* _TRY IT_
From the records below, set down exactly the lines starting with the line that contains "within one transaction." and going on through the line that contains "type EavtKey = (Entid, Ident, TypedValue, TxId, bool);". Nothing else is wanted.

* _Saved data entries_
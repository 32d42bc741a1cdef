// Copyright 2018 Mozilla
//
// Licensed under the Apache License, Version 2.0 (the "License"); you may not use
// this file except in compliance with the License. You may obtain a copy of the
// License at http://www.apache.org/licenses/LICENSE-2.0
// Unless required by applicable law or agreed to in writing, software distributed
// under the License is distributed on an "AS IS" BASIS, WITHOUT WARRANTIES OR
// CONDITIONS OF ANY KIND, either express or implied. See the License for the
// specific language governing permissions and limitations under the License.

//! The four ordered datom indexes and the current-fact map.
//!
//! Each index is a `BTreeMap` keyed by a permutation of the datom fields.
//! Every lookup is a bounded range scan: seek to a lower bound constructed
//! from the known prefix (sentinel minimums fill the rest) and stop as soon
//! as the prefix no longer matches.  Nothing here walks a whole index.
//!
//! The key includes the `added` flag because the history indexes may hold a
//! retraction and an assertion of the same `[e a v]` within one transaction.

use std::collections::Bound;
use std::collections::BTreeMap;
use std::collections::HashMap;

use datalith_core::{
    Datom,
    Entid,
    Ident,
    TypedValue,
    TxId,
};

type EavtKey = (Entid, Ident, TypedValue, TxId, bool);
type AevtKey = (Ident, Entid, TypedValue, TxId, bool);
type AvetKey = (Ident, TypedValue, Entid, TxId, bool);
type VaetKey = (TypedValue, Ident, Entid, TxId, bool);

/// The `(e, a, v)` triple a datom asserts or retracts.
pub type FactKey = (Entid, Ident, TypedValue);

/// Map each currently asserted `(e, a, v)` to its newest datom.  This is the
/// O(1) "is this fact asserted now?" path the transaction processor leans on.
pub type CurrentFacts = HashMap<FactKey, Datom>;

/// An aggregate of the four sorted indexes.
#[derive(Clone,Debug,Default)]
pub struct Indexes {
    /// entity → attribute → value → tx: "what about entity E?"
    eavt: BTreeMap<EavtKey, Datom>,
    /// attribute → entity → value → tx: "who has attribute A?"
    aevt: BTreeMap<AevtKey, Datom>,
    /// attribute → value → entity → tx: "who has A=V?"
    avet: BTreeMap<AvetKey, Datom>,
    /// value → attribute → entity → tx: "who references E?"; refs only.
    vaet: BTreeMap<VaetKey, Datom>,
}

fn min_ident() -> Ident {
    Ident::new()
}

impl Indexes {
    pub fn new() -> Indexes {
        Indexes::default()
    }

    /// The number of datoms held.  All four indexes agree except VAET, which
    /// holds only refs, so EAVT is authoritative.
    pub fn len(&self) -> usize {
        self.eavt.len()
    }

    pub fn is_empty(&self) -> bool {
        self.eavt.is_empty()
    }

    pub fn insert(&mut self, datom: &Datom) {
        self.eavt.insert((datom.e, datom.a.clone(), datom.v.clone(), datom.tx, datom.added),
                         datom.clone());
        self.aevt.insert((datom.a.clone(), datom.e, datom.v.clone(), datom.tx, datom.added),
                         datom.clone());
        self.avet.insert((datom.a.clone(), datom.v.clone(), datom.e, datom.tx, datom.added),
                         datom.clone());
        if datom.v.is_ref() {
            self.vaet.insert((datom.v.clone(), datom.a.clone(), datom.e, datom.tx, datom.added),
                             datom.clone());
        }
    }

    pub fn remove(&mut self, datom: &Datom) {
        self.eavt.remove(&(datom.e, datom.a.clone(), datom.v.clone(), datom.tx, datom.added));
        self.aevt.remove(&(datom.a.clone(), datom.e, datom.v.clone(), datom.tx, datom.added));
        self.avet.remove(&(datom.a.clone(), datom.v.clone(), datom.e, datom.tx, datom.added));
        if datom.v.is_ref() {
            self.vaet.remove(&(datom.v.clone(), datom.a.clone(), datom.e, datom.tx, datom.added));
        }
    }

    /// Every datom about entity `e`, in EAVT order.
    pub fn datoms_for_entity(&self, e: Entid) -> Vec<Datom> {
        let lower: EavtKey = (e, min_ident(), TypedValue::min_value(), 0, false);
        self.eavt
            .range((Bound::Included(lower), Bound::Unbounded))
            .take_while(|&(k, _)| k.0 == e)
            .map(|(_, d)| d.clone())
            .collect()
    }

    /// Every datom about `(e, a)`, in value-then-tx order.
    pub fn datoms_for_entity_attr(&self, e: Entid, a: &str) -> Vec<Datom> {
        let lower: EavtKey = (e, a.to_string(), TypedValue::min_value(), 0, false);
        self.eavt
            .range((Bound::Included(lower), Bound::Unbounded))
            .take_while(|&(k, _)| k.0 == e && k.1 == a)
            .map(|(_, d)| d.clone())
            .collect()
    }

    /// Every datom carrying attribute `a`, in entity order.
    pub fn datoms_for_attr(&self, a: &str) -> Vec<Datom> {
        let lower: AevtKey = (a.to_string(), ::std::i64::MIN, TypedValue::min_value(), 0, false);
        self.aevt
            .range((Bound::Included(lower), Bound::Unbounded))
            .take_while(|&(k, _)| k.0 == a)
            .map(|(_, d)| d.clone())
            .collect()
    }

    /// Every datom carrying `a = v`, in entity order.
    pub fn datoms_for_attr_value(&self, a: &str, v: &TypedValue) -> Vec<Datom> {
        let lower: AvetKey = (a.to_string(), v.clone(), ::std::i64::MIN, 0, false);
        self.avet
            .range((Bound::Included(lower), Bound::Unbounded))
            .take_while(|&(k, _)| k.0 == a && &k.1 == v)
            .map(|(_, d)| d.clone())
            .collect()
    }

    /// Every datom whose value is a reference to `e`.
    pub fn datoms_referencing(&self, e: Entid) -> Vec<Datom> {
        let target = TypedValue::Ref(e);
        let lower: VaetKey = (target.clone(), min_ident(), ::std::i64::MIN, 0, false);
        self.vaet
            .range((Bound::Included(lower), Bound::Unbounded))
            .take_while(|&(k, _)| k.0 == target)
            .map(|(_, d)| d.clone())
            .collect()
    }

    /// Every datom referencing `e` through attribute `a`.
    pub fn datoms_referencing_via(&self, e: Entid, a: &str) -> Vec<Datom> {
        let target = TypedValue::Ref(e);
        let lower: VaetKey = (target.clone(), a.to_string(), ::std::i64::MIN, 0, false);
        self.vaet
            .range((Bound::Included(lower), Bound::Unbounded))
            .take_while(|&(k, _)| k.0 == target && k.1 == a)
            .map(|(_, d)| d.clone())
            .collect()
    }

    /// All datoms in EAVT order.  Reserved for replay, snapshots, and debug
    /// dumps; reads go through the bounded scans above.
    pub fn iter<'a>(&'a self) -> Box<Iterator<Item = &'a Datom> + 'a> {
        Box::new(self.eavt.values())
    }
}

--

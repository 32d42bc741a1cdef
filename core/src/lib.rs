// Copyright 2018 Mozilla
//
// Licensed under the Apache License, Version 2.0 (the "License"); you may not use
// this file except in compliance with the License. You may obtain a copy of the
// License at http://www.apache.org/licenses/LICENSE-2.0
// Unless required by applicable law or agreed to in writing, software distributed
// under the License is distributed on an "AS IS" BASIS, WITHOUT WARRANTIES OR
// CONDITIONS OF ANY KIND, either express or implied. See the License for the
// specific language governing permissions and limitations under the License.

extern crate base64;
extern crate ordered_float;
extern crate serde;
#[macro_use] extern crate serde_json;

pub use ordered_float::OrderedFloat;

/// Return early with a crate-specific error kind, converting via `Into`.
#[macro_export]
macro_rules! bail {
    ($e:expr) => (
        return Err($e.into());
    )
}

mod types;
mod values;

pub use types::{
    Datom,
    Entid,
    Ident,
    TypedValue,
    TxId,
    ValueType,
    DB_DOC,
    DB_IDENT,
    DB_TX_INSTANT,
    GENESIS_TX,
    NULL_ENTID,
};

==

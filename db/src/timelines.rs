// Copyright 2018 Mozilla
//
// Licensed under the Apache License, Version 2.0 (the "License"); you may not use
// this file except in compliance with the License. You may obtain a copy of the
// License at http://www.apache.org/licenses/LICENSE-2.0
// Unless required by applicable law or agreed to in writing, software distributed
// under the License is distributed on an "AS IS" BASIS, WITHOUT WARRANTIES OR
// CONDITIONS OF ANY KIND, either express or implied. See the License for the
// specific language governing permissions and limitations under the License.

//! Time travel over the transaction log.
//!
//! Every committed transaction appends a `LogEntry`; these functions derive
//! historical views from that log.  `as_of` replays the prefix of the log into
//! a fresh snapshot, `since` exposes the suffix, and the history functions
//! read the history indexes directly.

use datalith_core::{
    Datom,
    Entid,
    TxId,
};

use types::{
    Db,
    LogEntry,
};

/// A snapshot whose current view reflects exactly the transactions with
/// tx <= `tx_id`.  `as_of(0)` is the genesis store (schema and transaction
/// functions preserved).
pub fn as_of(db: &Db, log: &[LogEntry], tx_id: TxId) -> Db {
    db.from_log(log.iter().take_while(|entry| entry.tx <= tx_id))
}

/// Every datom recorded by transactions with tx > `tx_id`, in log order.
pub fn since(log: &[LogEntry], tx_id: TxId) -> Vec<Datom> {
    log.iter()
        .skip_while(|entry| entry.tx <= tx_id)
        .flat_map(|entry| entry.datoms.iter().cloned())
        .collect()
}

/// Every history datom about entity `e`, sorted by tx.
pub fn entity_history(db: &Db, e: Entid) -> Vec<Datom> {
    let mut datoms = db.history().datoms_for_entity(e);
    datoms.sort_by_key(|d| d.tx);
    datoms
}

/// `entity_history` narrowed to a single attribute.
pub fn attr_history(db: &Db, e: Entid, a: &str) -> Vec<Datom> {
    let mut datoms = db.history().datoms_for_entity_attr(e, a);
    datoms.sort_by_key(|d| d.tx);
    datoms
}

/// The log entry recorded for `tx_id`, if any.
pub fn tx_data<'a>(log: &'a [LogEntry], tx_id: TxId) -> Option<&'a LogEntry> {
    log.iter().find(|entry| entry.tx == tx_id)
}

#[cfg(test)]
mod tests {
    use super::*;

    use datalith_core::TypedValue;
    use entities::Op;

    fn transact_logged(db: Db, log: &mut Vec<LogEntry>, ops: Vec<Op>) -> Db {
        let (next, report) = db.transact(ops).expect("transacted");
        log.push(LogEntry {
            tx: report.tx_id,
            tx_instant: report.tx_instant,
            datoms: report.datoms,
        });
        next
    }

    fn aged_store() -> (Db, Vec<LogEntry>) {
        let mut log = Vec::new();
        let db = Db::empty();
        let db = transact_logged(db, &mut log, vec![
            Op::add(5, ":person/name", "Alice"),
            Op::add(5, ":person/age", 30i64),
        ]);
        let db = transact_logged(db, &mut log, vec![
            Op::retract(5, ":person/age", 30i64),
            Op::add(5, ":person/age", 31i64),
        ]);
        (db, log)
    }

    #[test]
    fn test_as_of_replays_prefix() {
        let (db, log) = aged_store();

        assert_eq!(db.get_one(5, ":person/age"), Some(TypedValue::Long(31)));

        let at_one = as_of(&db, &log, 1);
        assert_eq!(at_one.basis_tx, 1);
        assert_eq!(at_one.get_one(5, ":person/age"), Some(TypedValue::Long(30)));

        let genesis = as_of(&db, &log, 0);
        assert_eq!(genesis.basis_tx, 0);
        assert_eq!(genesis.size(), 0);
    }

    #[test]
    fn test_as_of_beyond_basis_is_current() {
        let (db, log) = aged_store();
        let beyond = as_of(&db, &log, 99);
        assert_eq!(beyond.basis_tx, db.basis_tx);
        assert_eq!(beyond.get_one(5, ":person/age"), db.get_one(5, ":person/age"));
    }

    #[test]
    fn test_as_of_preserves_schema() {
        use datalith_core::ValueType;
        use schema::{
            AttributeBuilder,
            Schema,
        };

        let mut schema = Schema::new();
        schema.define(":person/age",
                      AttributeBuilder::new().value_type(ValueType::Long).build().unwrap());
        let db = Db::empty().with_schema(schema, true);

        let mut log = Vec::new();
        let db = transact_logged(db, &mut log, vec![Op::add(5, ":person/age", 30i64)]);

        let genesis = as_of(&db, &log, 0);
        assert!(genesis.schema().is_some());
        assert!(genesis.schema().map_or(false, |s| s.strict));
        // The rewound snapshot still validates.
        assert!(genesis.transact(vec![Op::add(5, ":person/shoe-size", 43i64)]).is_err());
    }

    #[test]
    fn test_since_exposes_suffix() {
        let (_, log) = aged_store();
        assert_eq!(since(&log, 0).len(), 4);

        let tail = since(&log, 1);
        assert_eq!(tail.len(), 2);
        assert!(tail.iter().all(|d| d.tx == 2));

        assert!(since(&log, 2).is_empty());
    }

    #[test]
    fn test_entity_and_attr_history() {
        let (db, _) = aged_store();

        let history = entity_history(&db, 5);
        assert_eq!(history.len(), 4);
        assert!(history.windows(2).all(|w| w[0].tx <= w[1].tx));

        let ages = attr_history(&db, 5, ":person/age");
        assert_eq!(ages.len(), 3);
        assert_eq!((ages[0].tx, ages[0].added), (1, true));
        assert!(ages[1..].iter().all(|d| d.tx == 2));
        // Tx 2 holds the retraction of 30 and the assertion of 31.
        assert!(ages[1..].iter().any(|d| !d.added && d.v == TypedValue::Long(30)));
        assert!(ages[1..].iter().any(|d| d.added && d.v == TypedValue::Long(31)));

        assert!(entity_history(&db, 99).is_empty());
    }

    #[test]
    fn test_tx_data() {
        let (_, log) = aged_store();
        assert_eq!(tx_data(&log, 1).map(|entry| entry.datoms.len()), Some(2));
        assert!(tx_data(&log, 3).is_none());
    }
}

* _ANSWER TO THIS PROBLEM_
//! retraction and an assertion of the same `[e a v]` within one transaction.

use std::collections::Bound;
use std::collections::BTreeMap;
use std::collections::HashMap;

use datalith_core::{
    Datom,
    Entid,
    Ident,
    TypedValue,
    TxId,
};

type EavtKey = (Entid, Ident, TypedValue, TxId, bool);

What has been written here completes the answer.